Fun with Cybersecurity – Weekly Blog Posts on Cybersecurity
The purpose of these weekly blog posts is to demystify Cybersecurity concepts and present them in a demonstrable way. The approach is to present what and how; allowing the reader to think about why! The demonstrations use Windows based systems, however most of these tasks can also be performed on Linux and Mac based systems. If you would like to know “what and how” on non-windows systems, please mention that in the comments.
Integrity in Cybersecurity – Files and Fingerprints
Integrity is a central concept in Cybersecurity. Cybersecurity is the ability to protect or defend the use of cyberspace from cyber-attacks. Integrity is defined as, guarding against improper information modification or destruction, and includes ensuring information nonrepudiation and authenticity.
The focus of this post is to help readers understand modification of information.
Files have Fingerprints
A file is the basic unit of information storage in cyberspace; protecting information at rest often implies protecting files. For the purposes of this post, files and information will be used interchangeably.
Algorithms (a process or set of rules) is used to generate a unique alphanumeric string for a given file based on its contents. The alphanumeric string is called the File Hash, this File Hash serves as a fingerprint of that file. SHA256 is the name of one such algorithm used to fingerprint files.
The following illustrates the use of SHA256. It is possible to spot the smallest of changes using this concept – even if a single character is modified within, the file gets a new fingerprint!
Activity 1 – Fingerprinting a file using the Get-Filehash cmdlet in Windows PowerShell
Open an instance of Windows PowerShell and navigate to the folder which has the file, as shown. (in my case it is the illustration1 folder)
Copy/create the file whose hash you want to determine. Alternatively, you can navigate to the folder that contains the file!
I am creating a file called, temp1.txt in the illustration1 folder to demonstrate the concept. You can do the same, using the Notepad program. (If you type the same text you will obtain the same Hash, providing the contents are identical!)
Use the Get-Filehash cmdlet to get the SHA-256 hash of the file.
Activity 2 – Fingerprinting the File After Changing the Contents
Change the last period (.) on the second line into an exclamation mark (!), save the file.

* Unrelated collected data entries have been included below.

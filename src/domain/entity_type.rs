// Copyright (c) 2025 - Cowboy AI, Inc.
//! Topology Entity Type Taxonomy
//!
//! Closed set of entity types the registry knows about. The structural
//! relationships between them live in [`crate::schema::EntityGraph`]; this
//! module only names them.

use serde::{Deserialize, Serialize};
use std::fmt;
use std::str::FromStr;

/// Topology entity type
///
/// Each variant maps to one relational table whose name is [`EntityType::as_str`].
#[derive(Debug, Clone, Copy, PartialEq, Eq, PartialOrd, Ord, Hash, Serialize, Deserialize)]
#[serde(rename_all = "snake_case")]
pub enum EntityType {
    // Roots
    Environment,
    Application,
    ProviderType,
    AllocationType,
    RepoType,
    Language,
    DeploymentTargetType,

    // Infrastructure hierarchy
    Provider,
    Region,
    Zone,
    Partition,
    Network,
    Subnet,
    DeploymentTarget,
    Fleet,

    // Application hierarchy
    Stack,
    Service,
    Proc,
    Repo,
    Deployment,
    Release,
    Config,
    DeploymentProc,
    Allocation,
}

impl EntityType {
    /// Every entity type, roots first
    pub const ALL: [EntityType; 24] = [
        Self::Environment,
        Self::Application,
        Self::ProviderType,
        Self::AllocationType,
        Self::RepoType,
        Self::Language,
        Self::DeploymentTargetType,
        Self::Provider,
        Self::Region,
        Self::Zone,
        Self::Partition,
        Self::Network,
        Self::Subnet,
        Self::DeploymentTarget,
        Self::Fleet,
        Self::Stack,
        Self::Service,
        Self::Proc,
        Self::Repo,
        Self::Deployment,
        Self::Release,
        Self::Config,
        Self::DeploymentProc,
        Self::Allocation,
    ];

    /// Get the canonical string representation (also the table name)
    pub fn as_str(&self) -> &'static str {
        match self {
            Self::Environment => "environment",
            Self::Application => "application",
            Self::ProviderType => "provider_type",
            Self::AllocationType => "allocation_type",
            Self::RepoType => "repo_type",
            Self::Language => "language",
            Self::DeploymentTargetType => "deployment_target_type",
            Self::Provider => "provider",
            Self::Region => "region",
            Self::Zone => "zone",
            Self::Partition => "partition",
            Self::Network => "network",
            Self::Subnet => "subnet",
            Self::DeploymentTarget => "deployment_target",
            Self::Fleet => "fleet",
            Self::Stack => "stack",
            Self::Service => "service",
            Self::Proc => "proc",
            Self::Repo => "repo",
            Self::Deployment => "deployment",
            Self::Release => "release",
            Self::Config => "config",
            Self::DeploymentProc => "deployment_proc",
            Self::Allocation => "allocation",
        }
    }

    /// Get a human-readable display name
    pub fn display_name(&self) -> &'static str {
        match self {
            Self::Environment => "Environment",
            Self::Application => "Application",
            Self::ProviderType => "Provider Type",
            Self::AllocationType => "Allocation Type",
            Self::RepoType => "Repository Type",
            Self::Language => "Language",
            Self::DeploymentTargetType => "Deployment Target Type",
            Self::Provider => "Provider",
            Self::Region => "Region",
            Self::Zone => "Zone",
            Self::Partition => "Partition",
            Self::Network => "Network",
            Self::Subnet => "Subnet",
            Self::DeploymentTarget => "Deployment Target",
            Self::Fleet => "Fleet",
            Self::Stack => "Stack",
            Self::Service => "Service",
            Self::Proc => "Process",
            Self::Repo => "Repository",
            Self::Deployment => "Deployment",
            Self::Release => "Release",
            Self::Config => "Config",
            Self::DeploymentProc => "Deployment Process",
            Self::Allocation => "Allocation",
        }
    }
}

impl fmt::Display for EntityType {
    fn fmt(&self, f: &mut fmt::Formatter<'_>) -> fmt::Result {
        write!(f, "{}", self.as_str())
    }
}

impl FromStr for EntityType {
    type Err = String;

    fn from_str(s: &str) -> Result<Self, Self::Err> {
        Self::ALL
            .iter()
            .copied()
            .find(|t| t.as_str() == s)
            .ok_or_else(|| format!("unknown entity type: {}", s))
    }
}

Note the size of the file – it is unchanged. Find the file hash.
Activity 3 – Compare the file hashes before and after the modification
It is advisable to copy the strings into a Notepad file and compare them by pasting them one below the other. To copy the strings from the PowerShell window into Notepad, select the string with the mouse, when the full string is highlighted, press CTRL+c to copy it to the clipboard; paste it into Notepad by right-clicking the mouse and selecting Paste or by using CTRL+v on the keyboard.
A visual examination of the two file hashes (before the change and after respectively) indicates that they are different. This eatablishes that different files produce different SHA-256 file hashes!
Activity 4 – Find the SHA-256 of a file using Windows Explore
It is often easier to get the SHA-256 using Windows Explorer. Navigate to the file and right click on the file. Select CRC SHA from the menu, click on the SHA-256 option.
Activity 4 – Compare the file hashes before and after the modification
Copy the file temp1.txt to temp2.txt
Find the file hashes of temp1.txt and temp2.txt using Get-FileHash. Compare the hashes of temp1.txt and temp2.txt. Since the contents are identical, the hashes are found to be the same. (Note: You can get the File Hashes of multiple files using a single call to Get-Filehash!)
Every file on a computer, irrespective of location has a unique fingerprint based on its contents. The fingerprint is an alphanumeric string generated by an algorithm. The fingerprint is based on the contents of the file. Fingerprints of two files are identical if and only if the contents of those files are identical. SHA-256 is an algorithm used to fingerprint files (There are others like MD5, SHA-1, etc). Fingerprinting with SHA-256 is used extensively to check if contents of the files have been modified (are identical). Installation programs, Antivirus programs, Backup and Restore programs are some examples of Software that use the concept of fingerprinting and SHA-256.
Stay safe by verifying file integrity when in doubt! Make a note of fingerprints of important files on your computer or reference documents in your project. You can always check, if they have been modified accidentally or intentionally.